Sachsens Ministerpräsident Michael Kretschmer (CDU) besucht in der kommenden Woche Rom und nimmt unter anderem eine Privataudienz bei Papst Leo XIV. wahr. Schwerpunkte der Reise von Dienstag bis Donnerstag seien das 30-jährige Bestehen des Staatskirchenvertrages zwischen dem Freistaat Sachsen und dem Heiligen Stuhl sowie die Stärkung der Partnerschaft zur Region Latium, teilte die sächsische Staatskanzlei am Donnerstag in Dresden mit.
Während seines Aufenthaltes in Rom übergibt Kretschmer am Mittwoch einen 1,5 Meter großen Herrnhuter Stern an den Vatikan. Das Traditionsprodukt aus Ostsachsen soll im Dezember auf dem Petersplatz über der Krippe leuchten.
Triegel-Altar für zwei Jahre ausgeliehen
Gemeinsam mit dem Leipziger Künstler Michael Triegel werde Kretschmer außerdem das Cranach-Triegel-Altarretabel des Naumburger Doms besichtigen, hieß es. Das von Lucas Cranach dem Älteren (1472-1553) geschaffene und 2022 von Triegel ergänzte Kunstwerk wird derzeit in der Kirche Santa Maria della Pieta auf dem Campo Santo Teutonico direkt neben dem Petersdom präsentiert. Es wurde für zwei Jahre nach Rom ausgeliehen.

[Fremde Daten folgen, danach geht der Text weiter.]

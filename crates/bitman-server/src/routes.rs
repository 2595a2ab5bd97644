use std::sync::Arc;

use axum::Router;
use axum::extract::State;
use axum::middleware;
use axum::response::IntoResponse;
use axum::routing::{get, post};
use utoipa::OpenApi;
use utoipa_swagger_ui::SwaggerUi;

use bitman_client::ProviderFactory;
use bitman_core::{AppError, Settings};

use crate::auth::require_api_key;
use crate::dto::{AskRequest, AskResponseBody, HealthResponse};
use crate::error::ApiError;
use crate::openapi::ApiDoc;
use crate::state::AppState;

/// Build the full router with all routes and middleware.
pub fn router(state: Arc<AppState>) -> Router {
    let api = Router::new()
        .route("/v1/ask", post(ask))
        .layer(middleware::from_fn_with_state(
            state.clone(),
            require_api_key,
        ));

    let public = Router::new()
        .route("/health", get(health))
        .merge(SwaggerUi::new("/swagger-ui").url("/api-docs/openapi.json", ApiDoc::openapi()));

    public.merge(api).with_state(state)
}

// ---------------------------------------------------------------------------
// Ask
// ---------------------------------------------------------------------------

#[utoipa::path(
    post,
    path = "/v1/ask",
    request_body = AskRequest,
    responses(
        (status = 200, description = "Answers from the configured providers", body = AskResponseBody),
        (status = 400, description = "No API key configured or empty question", body = crate::dto::ErrorResponse),
        (status = 401, description = "Unauthorized"),
    ),
    security(("bearer" = [])),
    tag = "ask"
)]
pub async fn ask(
    State(state): State<Arc<AppState>>,
    axum::Json(body): axum::Json<AskRequest>,
) -> Result<impl IntoResponse, ApiError> {
    let question = body
        .question
        .as_deref()
        .map(str::trim)
        .filter(|q| !q.is_empty())
        .unwrap_or_else(|| body.raw_selection.trim())
        .to_string();
    if question.is_empty() {
        return Err(AppError::InvalidInput("question is empty".into()).into());
    }

    // Settings are read per request so edits apply without a restart.
    let settings = Settings::load_with(state.settings_path.as_deref(), state.env)?;
    let service = ProviderFactory::new(state.transport.clone()).service(&settings);

    let response = service.ask(&question, &body.raw_selection).await?;

    Ok(axum::Json(AskResponseBody::from(response)))
}

// ---------------------------------------------------------------------------
// Health
// ---------------------------------------------------------------------------

#[utoipa::path(
    get,
    path = "/health",
    responses(
        (status = 200, description = "Service is healthy", body = HealthResponse),
    ),
    tag = "system"
)]
pub async fn health() -> impl IntoResponse {
    axum::Json(HealthResponse {
        status: "healthy",
        version: env!("CARGO_PKG_VERSION"),
    })
}
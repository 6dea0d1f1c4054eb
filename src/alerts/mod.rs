//! Alert lifecycle: rule evaluation, active/historical alert state and the
//! typed events published when alerts change.

pub mod evaluator;
pub mod events;
pub mod models;
pub mod store;

pub use evaluator::{EvaluationError, EvaluationReport, RuleEvaluator, RuleOutcome, AUTO_RESOLVE_REASON};
pub use events::{AlertEvent, EventBus};
pub use models::{Alert, AlertStatus, MetricSnapshot, RESOURCE_TYPE_LABEL};
pub use store::{AlertStore, AnomalyOutcome, CreateOutcome, DEFAULT_ANOMALY_LIMIT, DEFAULT_HISTORY_LIMIT, SUPERSEDED_REASON};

In Naumburg hatte das neu gestaltete Retabel für Diskussionen gesorgt. Nach Ansicht von Experten verdeckten die Altarbilder die berühmten Stifterfiguren aus dem 13. Jahrhundert. Wegen einer drohenden Aberkennung des Unesco-Welterbetitels für den Dom soll nun eine akzeptable Lösung gefunden werden. Kretschmer reiste bereits 2022 in den Vatikan und wurde damals von Papst Franziskus zu einer Privataudienz empfangen.